There were 86 households, of which 31.4% had children under the age of 18 living with them, 54.7% were married couples living together, 14.0% had a female householder with no husband present, 2.3% had a male householder with no wife present, and 29.1% were non-families. 19.8% of all households were made up of individuals, and 5.8% had someone living alone who was 65 years of age or older. The average household size was 2.41 and the average family size was 2.69.

The median age in the city was 41.8 years. 20.3% of residents were under the age of 18; 10.1% were between the ages of 18 and 24; 25.5% were from 25 to 44; 31.9% were from 45 to 64; and 12.1% were 65 years of age or older. The gender makeup of the city was 53.6% male and 46.4% female.

===2000 census===
As of the census of 2000, there were 218 people, 85 households, and 61 families living in the city. The population density was 618.4 /mi2. There were 98 housing units at an average density of 278.0 /mi2. The racial makeup of the city was 97.25% White, 0.00% Black, 0.46% Native American, 0.46% Asian, and 1.83% from two or more races. Hispanic or Latino of any race were 1.38% of the population.

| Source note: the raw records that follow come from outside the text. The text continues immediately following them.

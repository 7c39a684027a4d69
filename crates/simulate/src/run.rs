//! Single-instance simulation runs.
//!
//! [`simulate`] owns one instance from instantiation to teardown:
//!
//! 1. apply start values and set up the experiment
//! 2. initialize, with table inputs at the start time
//! 3. advance with the driver chosen for the interface kind, sampling rows
//!    on the output grid and bracketing events
//! 4. terminate and free, also when the run fails
//!
//! An [`Observer`] sees every row and event as it is produced and may stop
//! the run early.

mod error;

#[cfg(test)]
mod tests;

pub use error::{RunError, SimulationError};

use std::{
    ops::ControlFlow,
    sync::Arc,
    time::{Duration, Instant},
};

use tandem_core::{
    EventRecord, FmiCalls, Instance, InstanceOptions, InterfaceKind, LifecycleError,
    LifecycleState, ModelDescription, Observer, Row, SimulationResult,
};

use crate::{
    config::SimulationConfig,
    driver::{Driver, Progress, driver_for},
    grid::OutputGrid,
    inputs::InputTable,
    sampler::Sampler,
};

/// Control actions supported by a simulation run.
#[derive(Debug, Clone, Copy, PartialEq, Eq)]
pub enum Action {
    /// End the run after the current row or event.
    StopEarly,
}

/// Something a run produced, in the order it was produced.
#[derive(Debug, Clone, PartialEq)]
pub enum RunEvent {
    Row(Row),
    Event(EventRecord),
}

/// How a run ended.
#[derive(Debug, Clone, Copy, PartialEq, Eq)]
pub enum Completion {
    /// Reached the stop time.
    Complete,
    /// The component ended the simulation before the stop time.
    Terminated,
    /// An observer stopped the run.
    StoppedByObserver,
}

/// The result of a successful run.
#[derive(Debug, Clone)]
pub struct Outcome {
    pub result: SimulationResult,
    /// Handled events, empty unless the configuration records them.
    pub events: Vec<EventRecord>,
    pub status: Completion,
    /// Time of the last recorded row.
    pub final_time: f64,
}

/// Runs one component from instantiation to teardown.
///
/// The instance is terminated and freed on every path. A failure during
/// the run takes precedence over a failure during teardown.
///
/// # Errors
///
/// Returns a [`SimulationError`] naming the instance and the last time it
/// reached.
pub fn simulate<O>(
    calls: Box<dyn FmiCalls>,
    description: Arc<ModelDescription>,
    options: InstanceOptions,
    config: &SimulationConfig,
    inputs: Option<&InputTable>,
    observer: O,
) -> Result<Outcome, SimulationError>
where
    O: Observer<RunEvent, Action>,
{
    let name = options.name().to_owned();
    let fail = |source: RunError, last_time: Option<f64>| SimulationError {
        instance: name.clone(),
        last_time,
        source,
    };

    config.validate().map_err(|err| fail(err.into(), None))?;
    let sampler = Sampler::named(&description, &config.outputs).map_err(|err| fail(err.into(), None))?;
    let options = if config.logging_on {
        options.logging_on(true)
    } else {
        options
    };
    let mut instance =
        Instance::instantiate(calls, description, options).map_err(|err| fail(err.into(), None))?;

    tracing::info!(
        instance = %name,
        kind = ?instance.kind(),
        start = config.start_time,
        stop = config.stop_time,
        "simulation started"
    );

    let run = Run::new(config, inputs, sampler, observer);
    match run.execute(&mut instance) {
        Ok(outcome) => {
            teardown(&mut instance).map_err(|err| fail(err.into(), Some(outcome.final_time)))?;
            tracing::info!(
                instance = %name,
                time = outcome.final_time,
                status = ?outcome.status,
                rows = outcome.result.len(),
                "simulation finished"
            );
            Ok(outcome)
        }
        Err(source) => {
            let last_time = instance.last_time();
            if let Err(err) = teardown(&mut instance) {
                tracing::warn!(instance = %name, error = %err, "teardown after failed run also failed");
            }
            Err(fail(source, last_time))
        }
    }
}

/// Terminates, when the state allows it, and frees `instance`.
///
/// Both steps are attempted. Returns the first failure.
pub(crate) fn teardown(instance: &mut Instance) -> Result<(), LifecycleError> {
    use LifecycleState::{
        ContinuousTimeMode, EventMode, Freed, InitializationMode, Instantiated, StepMode,
    };

    let terminated = match instance.state() {
        Instantiated | InitializationMode | StepMode | EventMode | ContinuousTimeMode => {
            instance.terminate()
        }
        _ => Ok(()),
    };
    let freed = if instance.state() == Freed {
        Ok(())
    } else {
        instance.free_instance()
    };
    terminated.and(freed)
}

struct Run<'a, O> {
    config: &'a SimulationConfig,
    inputs: Option<&'a InputTable>,
    sampler: Sampler,
    observer: O,
    result: SimulationResult,
    events: Vec<EventRecord>,
    started: Instant,
    timeout: Option<Duration>,
}

impl<'a, O> Run<'a, O>
where
    O: Observer<RunEvent, Action>,
{
    fn new(
        config: &'a SimulationConfig,
        inputs: Option<&'a InputTable>,
        sampler: Sampler,
        observer: O,
    ) -> Self {
        let result = SimulationResult::new(sampler.columns().to_vec());
        Self {
            config,
            inputs,
            sampler,
            observer,
            result,
            events: Vec::new(),
            started: Instant::now(),
            timeout: config.timeout(),
        }
    }

    fn execute(mut self, instance: &mut Instance) -> Result<Outcome, RunError> {
        let start = self.config.start_time;

        instance
            .variables()
            .set_start_values(&self.config.start_value_list())?;
        instance.setup_experiment(self.config.tolerance, start, Some(self.config.stop_time))?;
        instance.enter_initialization_mode()?;
        self.apply_inputs(instance, start)?;
        instance.exit_initialization_mode()?;

        let mut driver = driver_for(instance, self.config)?;
        driver.set_deadline(self.timeout.map(|limit| self.started + limit));
        let progress = driver.start(instance, start)?;

        let values = self.sampler.sample(instance)?;
        if let ControlFlow::Break(status) = self.push_row(Row::new(start, values))? {
            return Ok(self.finish(status));
        }
        if progress.terminated {
            return Ok(self.finish(Completion::Terminated));
        }

        let status = match instance.kind() {
            InterfaceKind::CoSimulation => self.co_simulation(instance, driver.as_mut())?,
            InterfaceKind::ModelExchange => self.model_exchange(instance, driver.as_mut())?,
        };
        Ok(self.finish(status))
    }

    /// Steps on the communication grid and fills the output grid.
    ///
    /// Output points between communication points are interpolated.
    fn co_simulation(
        &mut self,
        instance: &mut Instance,
        driver: &mut dyn Driver,
    ) -> Result<Completion, RunError> {
        let config = self.config;
        let steps = OutputGrid::new(config.start_time, config.stop_time, config.step_size)?;
        let outputs = OutputGrid::new(config.start_time, config.stop_time, config.output_interval())?;
        let eps = outputs.epsilon();

        let mut previous = (config.start_time, self.sampler.sample(instance)?);
        let mut next_output = 1;

        for t_end in steps.iter().skip(1) {
            let time = driver.time();
            self.check_timeout(time)?;
            self.apply_inputs(instance, time)?;

            let progress = driver
                .step(instance, t_end, None)
                .map_err(|err| RunError::from_step(err, self.timeout))?;
            let current = (progress.time, self.sampler.sample(instance)?);

            while next_output < outputs.len() && outputs.time(next_output) <= current.0 + eps {
                let t = outputs.time(next_output);
                let values = if (t - current.0).abs() <= eps {
                    current.1.clone()
                } else {
                    self.sampler
                        .interpolate(t, (previous.0, &previous.1), (current.0, &current.1))
                };
                next_output += 1;
                if let ControlFlow::Break(status) = self.push_row(Row::new(t, values))? {
                    return Ok(status);
                }
            }

            if progress.terminated {
                if let ControlFlow::Break(status) = self.push_row(Row::new(current.0, current.1))? {
                    return Ok(status);
                }
                return Ok(Completion::Terminated);
            }
            previous = current;
        }

        Ok(Completion::Complete)
    }

    /// Integrates output interval by output interval.
    fn model_exchange(
        &mut self,
        instance: &mut Instance,
        driver: &mut dyn Driver,
    ) -> Result<Completion, RunError> {
        let config = self.config;
        let outputs = OutputGrid::new(config.start_time, config.stop_time, config.output_interval())?;

        for t_end in outputs.iter().skip(1) {
            let time = driver.time();
            self.check_timeout(time)?;
            self.apply_inputs(instance, time)?;

            let progress = driver
                .step(instance, t_end, Some(&self.sampler))
                .map_err(|err| RunError::from_step(err, self.timeout))?;
            if let ControlFlow::Break(status) = self.record_progress(&progress)? {
                return Ok(status);
            }

            let time = if progress.terminated { progress.time } else { t_end };
            let values = self.sampler.sample(instance)?;
            if let ControlFlow::Break(status) = self.push_row(Row::new(time, values))? {
                return Ok(status);
            }
            if progress.terminated {
                return Ok(Completion::Terminated);
            }
        }

        Ok(Completion::Complete)
    }

    fn apply_inputs(&self, instance: &mut Instance, time: f64) -> Result<(), RunError> {
        let Some(inputs) = self.inputs else {
            return Ok(());
        };
        let assignments = inputs.assignments(instance.description(), time)?;
        if !assignments.is_empty() {
            instance.variables().set_batch(&assignments)?;
        }
        Ok(())
    }

    fn check_timeout(&self, time: f64) -> Result<(), RunError> {
        match self.timeout {
            Some(limit) if self.started.elapsed() > limit => Err(RunError::Timeout { limit, time }),
            _ => Ok(()),
        }
    }

    /// Appends an output row, unless a row already exists at its time.
    fn push_row(&mut self, row: Row) -> Result<ControlFlow<Completion>, RunError> {
        #[allow(clippy::float_cmp)]
        if self.result.last().is_some_and(|last| last.time == row.time) {
            return Ok(ControlFlow::Continue(()));
        }
        self.result.push(row.clone())?;
        Ok(self.notify(RunEvent::Row(row)))
    }

    /// Appends event brackets and records events.
    fn record_progress(&mut self, progress: &Progress) -> Result<ControlFlow<Completion>, RunError> {
        for (before, after) in &progress.brackets {
            #[allow(clippy::float_cmp)]
            let seen = self.result.last().is_some_and(|last| last.time == before.time);
            if !seen {
                self.result.push(before.clone())?;
                if let ControlFlow::Break(status) = self.notify(RunEvent::Row(before.clone())) {
                    return Ok(ControlFlow::Break(status));
                }
            }
            self.result.push(after.clone())?;
            if let ControlFlow::Break(status) = self.notify(RunEvent::Row(after.clone())) {
                return Ok(ControlFlow::Break(status));
            }
        }

        for event in &progress.events {
            if self.config.record_events {
                self.events.push(event.clone());
            }
            if let ControlFlow::Break(status) = self.notify(RunEvent::Event(event.clone())) {
                return Ok(ControlFlow::Break(status));
            }
        }
        Ok(ControlFlow::Continue(()))
    }

    fn notify(&mut self, event: RunEvent) -> ControlFlow<Completion> {
        match self.observer.observe(&event) {
            Some(Action::StopEarly) => ControlFlow::Break(Completion::StoppedByObserver),
            None => ControlFlow::Continue(()),
        }
    }

    fn finish(self, status: Completion) -> Outcome {
        let final_time = self.result.last().map_or(self.config.start_time, |row| row.time);
        Outcome {
            result: self.result,
            events: self.events,
            status,
            final_time,
        }
    }
}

There were 85 households, out of which 34.1% had children under the age of 18 living with them, 61.2% were married couples living together, 4.7% had a female householder with no husband present, and 28.2% were non-families. 23.5% of all households were made up of individuals, and 5.9% had someone living alone who was 65 years of age or older. The average household size was 2.56 and the average family size was 3.05.

In the city the population was spread out, with 25.7% under the age of 18, 11.0% from 18 to 24, 33.5% from 25 to 44, 21.1% from 45 to 64, and 8.7% who were 65 years of age or older. The median age was 34 years. For every 100 females, there were 118.0 males. For every 100 females age 18 and over, there were 121.9 males.

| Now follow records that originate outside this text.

impl CoupledSystem {
    /// Extracts the archive, then instantiates and initializes every
    /// component, most deeply nested first.
    ///
    /// On failure every component created so far is torn down and the
    /// archive is released before the error is returned.
    ///
    /// # Errors
    ///
    /// Returns a [`CouplingError`] for an invalid descriptor or config, a
    /// collaborator failure, or a component that fails to initialize.
    pub fn instantiate(
        descriptor: &SystemDescriptor,
        archive: &str,
        extractor: &mut dyn ArchiveExtractor,
        loader: &mut dyn ComponentLoader,
        config: &SimulationConfig,
    ) -> Result<Self, CouplingError> {
        config.validate()?;
        let flat = flatten(descriptor)?;
        let extracted = extractor
            .extract(archive)
            .map_err(|source| CouplingError::Extract {
                archive: archive.to_owned(),
                source,
            })?;

        let slots = flat.slots.len();
        let mut system = Self {
            flat,
            members: Vec::new(),
            step_order: Vec::new(),
            values: vec![None; slots],
            archive: Some(extracted),
            time: config.start_time,
            torn_down: false,
        };

        match system.build(loader, config) {
            Ok(()) => {
                tracing::info!(
                    system = %system.flat.name,
                    components = system.members.len(),
                    "coupled system initialized"
                );
                Ok(system)
            }
            Err(err) => {
                if let Err(teardown) = system.teardown() {
                    tracing::warn!(system = %system.flat.name, error = %teardown, "teardown after failed instantiation also failed");
                }
                Err(err)
            }
        }
    }

    fn build(&mut self, loader: &mut dyn ComponentLoader, config: &SimulationConfig) -> Result<(), CouplingError> {
        for binding in &self.flat.bindings {
            if let Binding::Slot { slot, value } = binding {
                self.values[*slot] = Some(value.clone());
            }
        }
        self.propagate();

        // Each member's initial outputs reach the inputs of members
        // initialized after it.
        for component in self.flat.instantiation_order() {
            self.add_member(component, loader, config)?;
            self.read_outputs(self.members.len() - 1)?;
            self.propagate();
        }

        let mut order: Vec<usize> = (0..self.members.len()).collect();
        order.sort_by_key(|&i| self.members[i].component);
        self.step_order = order;
        Ok(())
    }

    /// Loads, instantiates, binds, and initializes one component.
    fn add_member(
        &mut self,
        component: usize,
        loader: &mut dyn ComponentLoader,
        config: &SimulationConfig,
    ) -> Result<(), CouplingError> {
        let flat = &self.flat.components[component];
        let path = flat.path.clone();
        let root = self
            .archive
            .as_ref()
            .map(|archive| archive.root().to_path_buf())
            .unwrap_or_default();

        let loaded = loader
            .load(&root, &flat.element)
            .map_err(|source| CouplingError::Load {
                component: path.clone(),
                source,
            })?;

        let mut inputs = Vec::new();
        let mut outputs = Vec::new();
        let mut bindings = Vec::new();
        for &slot in &flat.slots {
            let connector = &self.flat.slots[slot];
            let variable = loaded.description.variable(&connector.name).ok_or_else(|| {
                SystemError::UnknownVariable {
                    component: path.clone(),
                    name: connector.name.clone(),
                }
            })?;
            if variable.kind != connector.value_kind {
                return Err(SystemError::VariableTypeMismatch {
                    connector: connector.path.clone(),
                    declared: connector.value_kind,
                    actual: variable.kind,
                }
                .into());
            }
            let entry = (slot, variable.value_ref, variable.kind);
            match connector.connector {
                ConnectorKind::Input => inputs.push(entry),
                ConnectorKind::Output | ConnectorKind::CalculatedParameter => outputs.push(entry),
                ConnectorKind::Parameter => {
                    if let Some(value) = &self.values[slot] {
                        bindings.push((connector.name.clone(), value.clone()));
                    }
                }
            }
        }
        bindings.extend(self.flat.bindings.iter().filter_map(|binding| match binding {
            Binding::Variable {
                component: owner,
                name,
                value,
            } if *owner == component => Some((name.clone(), value.clone())),
            _ => None,
        }));

        let initial_inputs: Vec<(ValueRef, Value)> = inputs
            .iter()
            .filter_map(|&(slot, value_ref, _)| {
                self.values[slot].as_ref().map(|value| (value_ref, value.clone()))
            })
            .collect();

        let mut options = InstanceOptions::new(path.clone())
            .resource_location(loaded.resource_location)
            .logging_on(config.logging_on);
        if let Some(kind) = loaded.kind {
            options = options.kind(kind);
        }
        let fail = |source: RunError, last_time| SimulationError {
            instance: path.clone(),
            last_time,
            source,
        };

        let instance = Instance::instantiate(loaded.calls, loaded.description, options)
            .map_err(|err| fail(err.into(), None))?;
        let driver = driver_for(&instance, config).map_err(|err| fail(err.into(), None))?;
        self.members.push(Member {
            component,
            instance,
            driver,
            inputs,
            outputs,
            timeout: None,
        });
        let Some(member) = self.members.last_mut() else {
            return Ok(());
        };

        tracing::debug!(component = %path, "instantiated");
        member
            .initialize(&bindings, &initial_inputs, config)
            .map_err(|err| fail(err, member.instance.last_time()))?;
        Ok(())
    }

    /// Advances the system from its start time to the stop time, one macro
    /// step of `config.step_size` at a time.
    ///
    /// The system is torn down if the run fails; it stays alive otherwise so
    /// that its final values can be inspected.
    ///
    /// # Errors
    ///
    /// Returns an error naming the component that failed, or the system on
    /// timeout. External inputs must name input connectors of the
    /// top-level system.
    pub fn run<O>(
        &mut self,
        config: &SimulationConfig,
        inputs: &ExternalInputs,
        mut observer: O,
    ) -> Result<Outcome, CouplingError>
    where
        O: Observer<RunEvent, Action>,
    {
        if self.torn_down {
            return Err(CouplingError::TornDown);
        }
        config.validate()?;
        for name in inputs.names() {
            if !self.flat.inputs.contains_key(name) {
                return Err(SystemError::UnknownInput { name: name.to_owned() }.into());
            }
        }

        match self.advance(config, inputs, &mut observer) {
            Ok(outcome) => Ok(outcome),
            Err(err) => {
                if let Err(teardown) = self.teardown() {
                    tracing::warn!(system = %self.flat.name, error = %teardown, "teardown after failed run also failed");
                }
                Err(err)
            }
        }
    }

    fn advance<O>(
        &mut self,
        config: &SimulationConfig,
        inputs: &ExternalInputs,
        observer: &mut O,
    ) -> Result<Outcome, CouplingError>
    where
        O: Observer<RunEvent, Action>,
    {
        let grid = OutputGrid::new(config.start_time, config.stop_time, config.step_size)?;
        let columns = self.flat.slots.iter().map(|slot| slot.path.clone()).collect();
        let mut result = SimulationResult::new(columns);
        let started = Instant::now();
        let timeout = config.timeout();
        for member in &mut self.members {
            member.driver.set_deadline(timeout.map(|limit| started + limit));
            member.timeout = timeout;
        }

        self.time = config.start_time;
        self.apply_inputs(inputs, self.time);
        self.propagate();
        if let ControlFlow::Break(status) = self.record(&mut result, observer)? {
            return Ok(finish(result, status, self.time));
        }

        for t_end in grid.iter().skip(1) {
            self.check_timeout(started, timeout)?;
            self.apply_inputs(inputs, self.time);
            self.propagate();

            let mut terminated = false;
            for index in self.step_order.clone() {
                terminated |= self.step_member(index, t_end)?;
            }
            self.propagate();
            self.time = t_end;

            if let ControlFlow::Break(status) = self.record(&mut result, observer)? {
                return Ok(finish(result, status, self.time));
            }
            if terminated {
                tracing::info!(system = %self.flat.name, time = self.time, "a component ended the run");
                return Ok(finish(result, Completion::Terminated, self.time));
            }
        }

        tracing::info!(system = %self.flat.name, time = self.time, rows = result.len(), "coupled run finished");
        Ok(finish(result, Completion::Complete, self.time))
    }

    /// Sets inputs, steps, and reads outputs of one member.
    ///
    /// Returns true if the component ended the simulation.
    fn step_member(&mut self, index: usize, t_end: f64) -> Result<bool, CouplingError> {
        let assignments: Vec<(ValueRef, Value)> = self.members[index]
            .inputs
            .iter()
            .filter_map(|&(slot, value_ref, _)| {
                self.values[slot].as_ref().map(|value| (value_ref, value.clone()))
            })
            .collect();

        let member = &mut self.members[index];
        let terminated = member
            .advance(&assignments, t_end)
            .map_err(|source| member.failure(source))?;

        self.read_outputs(index)?;
        Ok(terminated)
    }

    fn read_outputs(&mut self, index: usize) -> Result<(), CouplingError> {
        let member = &mut self.members[index];
        if member.outputs.is_empty() {
            return Ok(());
        }
        let requests: Vec<(ValueRef, ValueKind)> = member
            .outputs
            .iter()
            .map(|&(_, value_ref, kind)| (value_ref, kind))
            .collect();
        let read = member.instance.variables().get_batch(&requests);
        let values = read.map_err(|err| member.failure(err.into()))?;
        for (&(slot, _, _), value) in member.outputs.iter().zip(values) {
            self.values[slot] = Some(value);
        }
        Ok(())
    }

    fn apply_inputs(&mut self, inputs: &ExternalInputs, time: f64) {
        for (name, value) in inputs.values_at(time) {
            if let Some(&slot) = self.flat.inputs.get(name) {
                self.values[slot] = Some(value);
            }
        }
    }

    /// Copies every connection's start value to its end.
    fn propagate(&mut self) {
        for connection in &self.flat.connections {
            if let Some(value) = &self.values[connection.from] {
                self.values[connection.to] = Some(connection.carry(value));
            }
        }
    }

    fn record<O>(
        &self,
        result: &mut SimulationResult,
        observer: &mut O,
    ) -> Result<ControlFlow<Completion>, CouplingError>
    where
        O: Observer<RunEvent, Action>,
    {
        let row = Row::new(self.time, self.row_values());
        result.push(row.clone()).map_err(|err| SimulationError {
            instance: self.flat.name.clone(),
            last_time: Some(self.time),
            source: err.into(),
        })?;
        Ok(match observer.observe(&RunEvent::Row(row)) {
            Some(Action::StopEarly) => ControlFlow::Break(Completion::StoppedByObserver),
            None => ControlFlow::Continue(()),
        })
    }

    fn check_timeout(&self, started: Instant, timeout: Option<Duration>) -> Result<(), CouplingError> {
        match timeout {
            Some(limit) if started.elapsed() > limit => Err(SimulationError {
                instance: self.flat.name.clone(),
                last_time: Some(self.time),
                source: RunError::Timeout {
                    limit,
                    time: self.time,
                },
            }
            .into()),
            _ => Ok(()),
        }
    }

    /// Current value of every connector, in column order. Values that are
    /// not yet known or not numeric read as `NaN`.
    #[must_use]
    pub fn row_values(&self) -> Vec<f64> {
        self.values
            .iter()
            .map(|value| value.as_ref().and_then(Value::as_f64).unwrap_or(f64::NAN))
            .collect()
    }

    /// Current value of the connector at `path`.
    #[must_use]
    pub fn value(&self, path: &str) -> Option<&Value> {
        let slot = self.flat.slots.iter().position(|slot| slot.path == path)?;
        self.values[slot].as_ref()
    }

    /// Dotted connector paths, in column order.
    pub fn columns(&self) -> impl Iterator<Item = &str> {
        self.flat.slots.iter().map(|slot| slot.path.as_str())
    }

    /// Component paths in instantiation order.
    pub fn components(&self) -> impl Iterator<Item = &str> {
        self.members
            .iter()
            .map(|member| self.flat.components[member.component].path.as_str())
    }

    #[must_use]
    pub fn time(&self) -> f64 {
        self.time
    }

    /// Terminates and frees every instance in reverse instantiation order,
    /// then releases the archive.
    ///
    /// Continues past failures and returns the first. Calling it again does
    /// nothing.
    ///
    /// # Errors
    ///
    /// Returns the first teardown or release failure.
    pub fn teardown(&mut self) -> Result<(), CouplingError> {
        self.torn_down = true;
        let mut first = None;

        while let Some(mut member) = self.members.pop() {
            let component = &self.flat.components[member.component].path;
            if let Err(source) = run::teardown(&mut member.instance) {
                tracing::warn!(component = %component, error = %source, "teardown failed");
                first.get_or_insert(CouplingError::Teardown {
                    component: component.clone(),
                    source,
                });
            } else {
                tracing::debug!(component = %component, "torn down");
            }
        }
        self.step_order.clear();

        if let Some(mut archive) = self.archive.take()
            && let Err(source) = archive.release()
        {
            tracing::warn!(system = %self.flat.name, error = %source, "failed to release archive");
            first.get_or_insert(CouplingError::Release(source));
        }

        first.map_or(Ok(()), Err)
    }
}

The median income for a household in the city was $28,125, and the median income for a family was $35,417. Males had a median income of $24,875 versus $20,625 for females. The per capita income for the city was $15,205. About 4.8% of families and 10.0% of the population were below the poverty line, including 14.6% of those under the age of eighteen and none of those 65 or over.

==Education==
The school district is Carl Junction R-I School District.